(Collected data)
..........

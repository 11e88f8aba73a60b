//! # Account State
//!
//! Saved addresses, order history and wishlist of the demo customer.
//! Seeded with the demo data shown on the account pages.

use std::sync::{Arc, Mutex, PoisonError};

use agri_core::account::{AddressBook, OrderHistory, Wishlist};
use agri_core::order::{Order, OrderLine, OrderStatus};
use agri_core::{Address, Money, PricingPolicy};
use chrono::{TimeZone, Utc};

/// Everything the account pages show.
#[derive(Debug, Clone, Default)]
pub struct Account {
    pub addresses: AddressBook,
    pub orders: OrderHistory,
    pub wishlist: Wishlist,
}

/// Shared account state.
#[derive(Debug, Clone, Default)]
pub struct AccountState {
    inner: Arc<Mutex<Account>>,
}

impl AccountState {
    /// Creates an empty account.
    pub fn new() -> Self {
        Self::default()
    }

    /// Creates the demo account; seeded order totals follow `policy`.
    pub fn seeded(policy: &PricingPolicy) -> Self {
        let addresses = seed_addresses();
        let home = addresses[0].clone();

        let mut wishlist = Wishlist::default();
        wishlist.toggle("2");
        wishlist.toggle("4");

        let account = Account {
            addresses: AddressBook::new(addresses),
            orders: OrderHistory::new(seed_orders(policy, &home)),
            wishlist,
        };

        AccountState {
            inner: Arc::new(Mutex::new(account)),
        }
    }

    /// Executes a function with read access to the account.
    pub fn with_account<F, R>(&self, f: F) -> R
    where
        F: FnOnce(&Account) -> R,
    {
        let account = self.inner.lock().unwrap_or_else(PoisonError::into_inner);
        f(&account)
    }

    /// Executes a function with write access to the account.
    pub fn with_account_mut<F, R>(&self, f: F) -> R
    where
        F: FnOnce(&mut Account) -> R,
    {
        let mut account = self.inner.lock().unwrap_or_else(PoisonError::into_inner);
        f(&mut account)
    }
}

fn seed_addresses() -> Vec<Address> {
    vec![
        Address {
            id: "1".to_string(),
            name: "राजेश पटेल".to_string(),
            phone: "+91 98765 43210".to_string(),
            address_line1: "Farm House, Village Kheda".to_string(),
            address_line2: Some("Near Government School".to_string()),
            city: "Anand".to_string(),
            state: "Gujarat".to_string(),
            pincode: "388001".to_string(),
            is_default: true,
        },
        Address {
            id: "2".to_string(),
            name: "राजेश पटेल".to_string(),
            phone: "+91 98765 43210".to_string(),
            address_line1: "Shop No. 15, Agricultural Market".to_string(),
            address_line2: None,
            city: "Anand".to_string(),
            state: "Gujarat".to_string(),
            pincode: "388002".to_string(),
            is_default: false,
        },
    ]
}

fn seed_orders(policy: &PricingPolicy, ship_to: &Address) -> Vec<Order> {
    let order = |id: &str, (y, m, d): (i32, u32, u32), status, line: OrderLine, payment: &str| {
        let totals = policy.quote(line.line_total(), None);
        Order {
            id: id.to_string(),
            placed_at: Utc
                .with_ymd_and_hms(y, m, d, 10, 30, 0)
                .single()
                .unwrap_or_else(Utc::now),
            status,
            lines: vec![line],
            totals,
            shipping_address: ship_to.clone(),
            payment_label: payment.to_string(),
        }
    };

    vec![
        order(
            "ORD123456",
            (2024, 1, 15),
            OrderStatus::Delivered,
            OrderLine {
                product_id: "1".to_string(),
                name: "Mahindra 575 DI XP Plus".to_string(),
                image: "https://images.unsplash.com/photo-1581833971358-2c8b550f87b3?w=400&h=300&fit=crop".to_string(),
                quantity: 1,
                price: Money::from_rupees(895_000),
            },
            "UPI (rajesh@okhdfc)",
        ),
        order(
            "ORD123457",
            (2024, 1, 10),
            OrderStatus::Shipped,
            OrderLine {
                product_id: "3".to_string(),
                name: "Swaraj 744 FE".to_string(),
                image: "https://images.unsplash.com/photo-1581833971358-2c8b550f87b3?w=400&h=300&fit=crop".to_string(),
                quantity: 1,
                price: Money::from_rupees(675_000),
            },
            "Net Banking (State Bank of India)",
        ),
    ]
}

#[cfg(test)]
mod tests {
    use super::*;
    use agri_core::order::OrderFilter;

    #[test]
    fn test_seeded_account() {
        let state = AccountState::seeded(&PricingPolicy::default());

        state.with_account(|account| {
            assert_eq!(account.addresses.list().len(), 2);
            assert_eq!(account.addresses.default_address().unwrap().id, "1");
            assert!(account.wishlist.contains("2"));
            assert!(account.wishlist.contains("4"));

            let orders = account.orders.list(&OrderFilter::default());
            assert_eq!(orders.len(), 2);
            assert_eq!(orders[0].id, "ORD123456");
            assert_eq!(orders[0].status, OrderStatus::Delivered);
            assert_eq!(orders[0].totals.total, Money::from_rupees(1_056_100));
        });
    }

    #[test]
    fn test_clones_share_the_account() {
        let state = AccountState::seeded(&PricingPolicy::default());
        let other = state.clone();

        state.with_account_mut(|a| a.wishlist.toggle("2"));
        assert!(!other.with_account(|a| a.wishlist.contains("2")));
    }
}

..........

## [WHAT YOU WILL DO]
Exactly one number is the expected answer: the count of lines in the entries where the word "toggle" is found.

## [RESPONSE TO THE EXERCISE]
3